# Iverson Named Player of the Week



## RoyWilliams (May 25, 2003)

Link


> Philadelphia’s Allen Iverson and Seattle's Ray Allen have been named the Eastern Conference and Western Conference Players of the Week, respectively, for games played Monday, March 21 through Sunday, March 27.
> 
> Iverson led his team to a 3-0 week with wins over Detroit, Toronto and the Los Angeles Lakers. He averaged 31.7 points while adding 10.7 assists, 3.33 steals and 2.3 rebounds. He also hit the game-winning field-goal versus Toronto (2/25) with 2.4 seconds remaining in regulation.
> 
> It is the fourth time this season and 16th time during his career that Iverson has received Player of the Week honors. The four times ties the most Player of the Week awards in a single season (2001-02) for Iverson. The last time was on March 7, 2005.

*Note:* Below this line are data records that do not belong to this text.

//! Registry of origins by name.

use std::sync::Arc;

use dashmap::DashMap;

use crate::origin::Origin;

/// Name → origin lookup shared by the routing filter and the proxy endpoint.
#[derive(Default)]
pub struct OriginManager {
    origins: DashMap<String, Arc<dyn Origin>>,
}

impl OriginManager {
    pub fn new() -> Self {
        Self::default()
    }

    /// Register an origin, replacing any with the same name.
    pub fn register(&self, origin: Arc<dyn Origin>) {
        let name = origin.name().to_string();
        if self.origins.insert(name.clone(), origin).is_some() {
            tracing::info!(origin = %name, "Replaced origin");
        } else {
            tracing::debug!(origin = %name, "Registered origin");
        }
    }

    pub fn get(&self, name: &str) -> Option<Arc<dyn Origin>> {
        self.origins.get(name).map(|entry| Arc::clone(entry.value()))
    }

    pub fn contains(&self, name: &str) -> bool {
        self.origins.contains_key(name)
    }

    pub fn names(&self) -> Vec<String> {
        self.origins.iter().map(|e| e.key().clone()).collect()
    }

    pub fn len(&self) -> usize {
        self.origins.len()
    }

    pub fn is_empty(&self) -> bool {
        self.origins.is_empty()
    }
}

impl std::fmt::Debug for OriginManager {
    fn fmt(&self, f: &mut std::fmt::Formatter<'_>) -> std::fmt::Result {
        f.debug_struct("OriginManager")
            .field("origins", &self.names())
            .finish()
    }
}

> Here is a closer look at Iverson's week:
> 
> March 23 vs. Detroit: Scored 39 points, while adding 10 assists and five steals in a 107-84 win over the visiting Pistons.
> March 25 vs. Toronto: Had 36 points, seven assists, three rebounds, and a steal as the 76ers defeated the Raptors 103-101.
> March 27 at L.A. Lakers: Scored 20 points and recorded 15 assists, three rebounds and four steals in a 96-89 win over the Lakers.


----------



## Kunlun (Jun 22, 2003)

Awesome week for Iverson, I think it's the fourth time he's won it this season.


----------